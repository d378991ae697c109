//! Check-in engine: connects the verifiers, the aggregator and the ledger into
//! the request-level operations exposed to clients.
//!
//! Every check is request-scoped. Partial checks (`check_*`) score one piece of
//! evidence and write nothing; `commit` re-scores whatever evidence the client
//! presents, aggregates, and hands the result to the ledger.

use std::sync::Arc;

use presence_store::VenueStore;
use presence_types::{
    CheckinRecord, Clock, Coordinate, UserId, Venue, VenueId, VerificationParams, GPS_WEIGHT,
    QR_WEIGHT, RECEIPT_WEIGHT,
};
use presence_utils::format_duration;
use serde::{Deserialize, Serialize};

use crate::code::{CodeCheck, CodeRotationService, DisplayCode};
use crate::events::{CheckinEvent, EventSink};
use crate::geo::{GeoCheck, GeoVerifier, LocationFix};
use crate::ledger::{CheckinLedger, LedgerEffect};
use crate::receipt::{ReceiptCheck, ReceiptEvidence, ReceiptScoreAdapter, ReceiptScorer};
use crate::state::{VerificationAttempt, VerificationPhase};
use crate::VerificationError;

/// Who is asking, as established by the external session service.
#[derive(Clone, Debug, PartialEq, Eq)]
pub enum Caller {
    Guest,
    User(UserId),
}

impl Caller {
    pub fn require_user(&self) -> Result<&UserId, VerificationError> {
        match self {
            Caller::User(user) => Ok(user),
            Caller::Guest => Err(VerificationError::AuthenticationRequired),
        }
    }
}

#[derive(Clone, Debug, PartialEq, Eq, Serialize, Deserialize)]
pub struct CodeCheckResult {
    pub valid: bool,
    pub score: u8,
    pub max_score: u8,
    pub remaining_seconds: u64,
    pub expired: bool,
    pub message: String,
}

impl CodeCheckResult {
    fn from_check(check: CodeCheck) -> Self {
        let message = if check.matched {
            format!(
                "Code verified. It rotates in {}.",
                format_duration(check.remaining_seconds)
            )
        } else if check.expired {
            "This code has expired. Scan the code currently on display.".to_string()
        } else {
            "Code does not match this venue.".to_string()
        };
        Self {
            valid: check.matched,
            score: check.score,
            max_score: QR_WEIGHT,
            remaining_seconds: check.remaining_seconds,
            expired: check.expired,
            message,
        }
    }
}

#[derive(Clone, Debug, PartialEq, Serialize, Deserialize)]
pub struct LocationCheckResult {
    pub within_range: bool,
    pub distance_meters: Option<f64>,
    pub score: u8,
    pub max_score: u8,
    pub max_range_meters: f64,
    pub message: String,
}

impl LocationCheckResult {
    fn from_check(check: GeoCheck) -> Self {
        let message = match check.distance_meters {
            None => "No location fix was provided.".to_string(),
            Some(d) if check.within_range => {
                format!("You are {d:.0} m from the venue. Location verified.")
            }
            Some(d) => format!(
                "You are {d:.0} m from the venue. Move within {:.0} m to verify.",
                check.max_range_meters
            ),
        };
        Self {
            within_range: check.within_range,
            distance_meters: check.distance_meters,
            score: check.score,
            max_score: GPS_WEIGHT,
            max_range_meters: check.max_range_meters,
            message,
        }
    }
}

#[derive(Clone, Debug, PartialEq, Eq, Serialize, Deserialize)]
pub struct ReceiptCheckResult {
    pub score: u8,
    pub max_score: u8,
    pub scored: bool,
    pub message: String,
}

impl ReceiptCheckResult {
    fn from_check(check: ReceiptCheck) -> Self {
        let message = if !check.scored {
            "The receipt could not be evaluated. You can still verify with location and code."
                .to_string()
        } else if check.score == RECEIPT_WEIGHT {
            "Receipt verified.".to_string()
        } else {
            format!("Receipt scored {} of {}.", check.score, RECEIPT_WEIGHT)
        };
        Self {
            score: check.score,
            max_score: RECEIPT_WEIGHT,
            scored: check.scored,
            message,
        }
    }
}

#[derive(Clone, Debug, PartialEq, Eq, Serialize, Deserialize)]
pub struct StatusResult {
    pub has_checked_in: bool,
    pub phase: VerificationPhase,
    pub checkin: Option<CheckinRecord>,
}

/// Evidence presented at commit time. Absent components score zero.
#[derive(Clone, Debug, Default, PartialEq, Serialize, Deserialize)]
pub struct CommitRequest {
    #[serde(default)]
    pub location: Option<Coordinate>,
    #[serde(default)]
    pub code: Option<String>,
    #[serde(default)]
    pub receipt: Option<ReceiptEvidence>,
}

#[derive(Clone, Debug, PartialEq, Serialize, Deserialize)]
pub struct CommitResult {
    pub record: CheckinRecord,
    pub phase: VerificationPhase,
    /// `true` only for the commit that turned the pair into a pass.
    pub newly_passed: bool,
}

/// Everything the engine needs from the outside world.
pub struct EngineDeps {
    pub venues: Arc<dyn VenueStore>,
    pub checkins: Arc<dyn presence_store::CheckinStore>,
    pub receipts: Arc<dyn ReceiptScorer>,
    pub clock: Arc<dyn Clock>,
    pub events: Arc<dyn EventSink>,
}

pub struct CheckinEngine {
    venues: Arc<dyn VenueStore>,
    ledger: CheckinLedger,
    receipts: Arc<dyn ReceiptScorer>,
    clock: Arc<dyn Clock>,
    events: Arc<dyn EventSink>,
    geo: GeoVerifier,
    codes: CodeRotationService,
    receipt_adapter: ReceiptScoreAdapter,
}

impl CheckinEngine {
    pub fn new(deps: EngineDeps, params: &VerificationParams) -> Result<Self, VerificationError> {
        Ok(Self {
            venues: deps.venues,
            ledger: CheckinLedger::new(deps.checkins),
            receipts: deps.receipts,
            clock: deps.clock,
            events: deps.events,
            geo: GeoVerifier::new(params.default_max_range_meters),
            codes: CodeRotationService::new(params)?,
            receipt_adapter: ReceiptScoreAdapter,
        })
    }

    fn load_venue(&self, venue_id: &VenueId) -> Result<Venue, VerificationError> {
        self.venues
            .get_venue(venue_id)?
            .ok_or_else(|| VerificationError::VenueNotFound(venue_id.clone()))
    }

    fn load_open_venue(&self, venue_id: &VenueId) -> Result<Venue, VerificationError> {
        let venue = self.load_venue(venue_id)?;
        if !venue.status.accepts_verification() {
            return Err(VerificationError::VenueNotOpen {
                venue: venue.id.clone(),
                status: venue.status,
            });
        }
        Ok(venue)
    }

    /// The code a venue display should show now. For display tooling; no
    /// caller identity involved.
    pub fn display_code(&self, venue_id: &VenueId) -> Result<DisplayCode, VerificationError> {
        let venue = self.load_venue(venue_id)?;
        self.codes
            .current_code(&venue.id, &venue.secret, self.clock.now())
    }

    pub fn check_code(
        &self,
        caller: &Caller,
        venue_id: &VenueId,
        code: &str,
    ) -> Result<CodeCheckResult, VerificationError> {
        let user = caller.require_user()?;
        let venue = self.load_open_venue(venue_id)?;
        let check = self
            .codes
            .verify(code, &venue.id, &venue.secret, self.clock.now())?;
        tracing::debug!(%user, venue = %venue.id, matched = check.matched, expired = check.expired, "code check");
        Ok(CodeCheckResult::from_check(check))
    }

    pub fn check_location(
        &self,
        caller: &Caller,
        venue_id: &VenueId,
        location: Option<Coordinate>,
    ) -> Result<LocationCheckResult, VerificationError> {
        let user = caller.require_user()?;
        let venue = self.load_open_venue(venue_id)?;
        self.score_location(user, &venue, location)
    }

    /// [`Self::check_location`] for a fix that has not been validated yet.
    /// The fix is looked at only once the venue is known to be open.
    pub fn check_location_fix(
        &self,
        caller: &Caller,
        venue_id: &VenueId,
        fix: &LocationFix,
    ) -> Result<LocationCheckResult, VerificationError> {
        let user = caller.require_user()?;
        let venue = self.load_open_venue(venue_id)?;
        self.score_location(user, &venue, fix.resolve()?)
    }

    fn score_location(
        &self,
        user: &UserId,
        venue: &Venue,
        location: Option<Coordinate>,
    ) -> Result<LocationCheckResult, VerificationError> {
        let check = self
            .geo
            .verify(location, venue.location, venue.max_range_meters)?;
        tracing::debug!(%user, venue = %venue.id, distance = ?check.distance_meters, score = check.score, "location check");
        Ok(LocationCheckResult::from_check(check))
    }

    pub fn check_receipt(
        &self,
        caller: &Caller,
        venue_id: &VenueId,
        evidence: &ReceiptEvidence,
    ) -> Result<ReceiptCheckResult, VerificationError> {
        let user = caller.require_user()?;
        let venue = self.load_open_venue(venue_id)?;
        let check = self
            .receipt_adapter
            .score(self.receipts.as_ref(), evidence, &venue.id)?;
        tracing::debug!(%user, venue = %venue.id, score = check.score, scored = check.scored, "receipt check");
        Ok(ReceiptCheckResult::from_check(check))
    }

    /// Guests always get `has_checked_in = false`; storage is not touched.
    pub fn status(
        &self,
        caller: &Caller,
        venue_id: &VenueId,
    ) -> Result<StatusResult, VerificationError> {
        let Caller::User(user) = caller else {
            return Ok(StatusResult {
                has_checked_in: false,
                phase: VerificationPhase::NotStarted,
                checkin: None,
            });
        };
        let checkin = self.ledger.status(user, venue_id)?;
        Ok(StatusResult {
            has_checked_in: checkin.is_some(),
            phase: VerificationPhase::from_record(checkin.as_ref()),
            checkin,
        })
    }

    pub fn commit(
        &self,
        caller: &Caller,
        venue_id: &VenueId,
        request: &CommitRequest,
    ) -> Result<CommitResult, VerificationError> {
        self.commit_with(caller, venue_id, request, || Ok(request.location))
    }

    /// [`Self::commit`] with an unvalidated fix. `request.location` is
    /// ignored; the fix is checked after the venue and before scoring.
    pub fn commit_fix(
        &self,
        caller: &Caller,
        venue_id: &VenueId,
        fix: &LocationFix,
        request: &CommitRequest,
    ) -> Result<CommitResult, VerificationError> {
        self.commit_with(caller, venue_id, request, || fix.resolve())
    }

    fn commit_with(
        &self,
        caller: &Caller,
        venue_id: &VenueId,
        request: &CommitRequest,
        location: impl FnOnce() -> Result<Option<Coordinate>, VerificationError>,
    ) -> Result<CommitResult, VerificationError> {
        let user = caller.require_user()?;
        let venue = self.load_open_venue(venue_id)?;

        let existing = self.ledger.status(user, &venue.id)?;
        if let Some(record) = existing.as_ref() {
            let phase = VerificationPhase::from_record(Some(record));
            if phase.is_terminal() {
                tracing::debug!(%user, venue = %venue.id, "already passed, commit is a no-op");
                return Ok(CommitResult {
                    record: record.clone(),
                    phase,
                    newly_passed: false,
                });
            }
        }

        // Structural problems surface before anything is scored.
        let location = location()?;
        if let Some(code) = &request.code {
            self.codes.normalize(code)?;
        }
        if let Some(receipt) = &request.receipt {
            receipt.validate()?;
        }

        let now = self.clock.now();
        let mut attempt = VerificationAttempt::new();
        if let Some(location) = location {
            let check = self
                .geo
                .verify(Some(location), venue.location, venue.max_range_meters)?;
            attempt.record_gps(check.score);
        }
        if let Some(code) = &request.code {
            let check = self.codes.verify(code, &venue.id, &venue.secret, now)?;
            attempt.record_qr(check.score);
        }
        if let Some(receipt) = &request.receipt {
            let check = self
                .receipt_adapter
                .score(self.receipts.as_ref(), receipt, &venue.id)?;
            attempt.record_receipt(check.score);
        }

        tracing::debug!(%user, venue = %venue.id, phase = ?attempt.phase(existing.as_ref()), "attempt scored");

        let outcome = self
            .ledger
            .record_attempt(user, &venue.id, attempt.scores(), now)?;

        if outcome.effect != LedgerEffect::Unchanged {
            let event = if outcome.record.passed {
                CheckinEvent::Passed {
                    record: outcome.record.clone(),
                }
            } else {
                CheckinEvent::Failed {
                    record: outcome.record.clone(),
                }
            };
            self.events.publish(&event);
        }

        tracing::info!(
            %user,
            venue = %venue.id,
            gps = outcome.record.gps_score,
            qr = outcome.record.qr_score,
            receipt = outcome.record.receipt_score,
            total = outcome.record.total_score,
            passed = outcome.record.passed,
            effect = ?outcome.effect,
            "check-in committed"
        );

        Ok(CommitResult {
            phase: VerificationPhase::from_record(Some(&outcome.record)),
            newly_passed: outcome.newly_passed(),
            record: outcome.record,
        })
    }
}

#[cfg(test)]
mod tests {
    use super::*;

    #[test]
    fn guest_has_no_identity() {
        assert!(matches!(
            Caller::Guest.require_user(),
            Err(VerificationError::AuthenticationRequired)
        ));
        let user = UserId::new("u1");
        assert_eq!(Caller::User(user.clone()).require_user().unwrap(), &user);
    }

    #[test]
    fn zero_and_full_credit_share_a_shape() {
        let miss = CodeCheckResult::from_check(CodeCheck {
            matched: false,
            score: 0,
            remaining_seconds: 12,
            expired: true,
        });
        let hit = CodeCheckResult::from_check(CodeCheck {
            matched: true,
            score: QR_WEIGHT,
            remaining_seconds: 12,
            expired: false,
        });
        assert_eq!(miss.max_score, hit.max_score);
        assert!(miss.message.contains("expired"));
        assert!(hit.message.contains("12s"));
    }

    #[test]
    fn location_message_mentions_radius_when_far() {
        let result = LocationCheckResult::from_check(GeoCheck {
            distance_meters: Some(150.4),
            within_range: false,
            score: 0,
            max_range_meters: 100.0,
        });
        assert_eq!(result.message, "You are 150 m from the venue. Move within 100 m to verify.");
        assert_eq!(result.max_score, GPS_WEIGHT);
    }
}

****************

Which lines in the entries above contain "StatusResult"? Pull each of them out.

pub struct StatusResult {
    ) -> Result<StatusResult, VerificationError> {
            return Ok(StatusResult {
        Ok(StatusResult {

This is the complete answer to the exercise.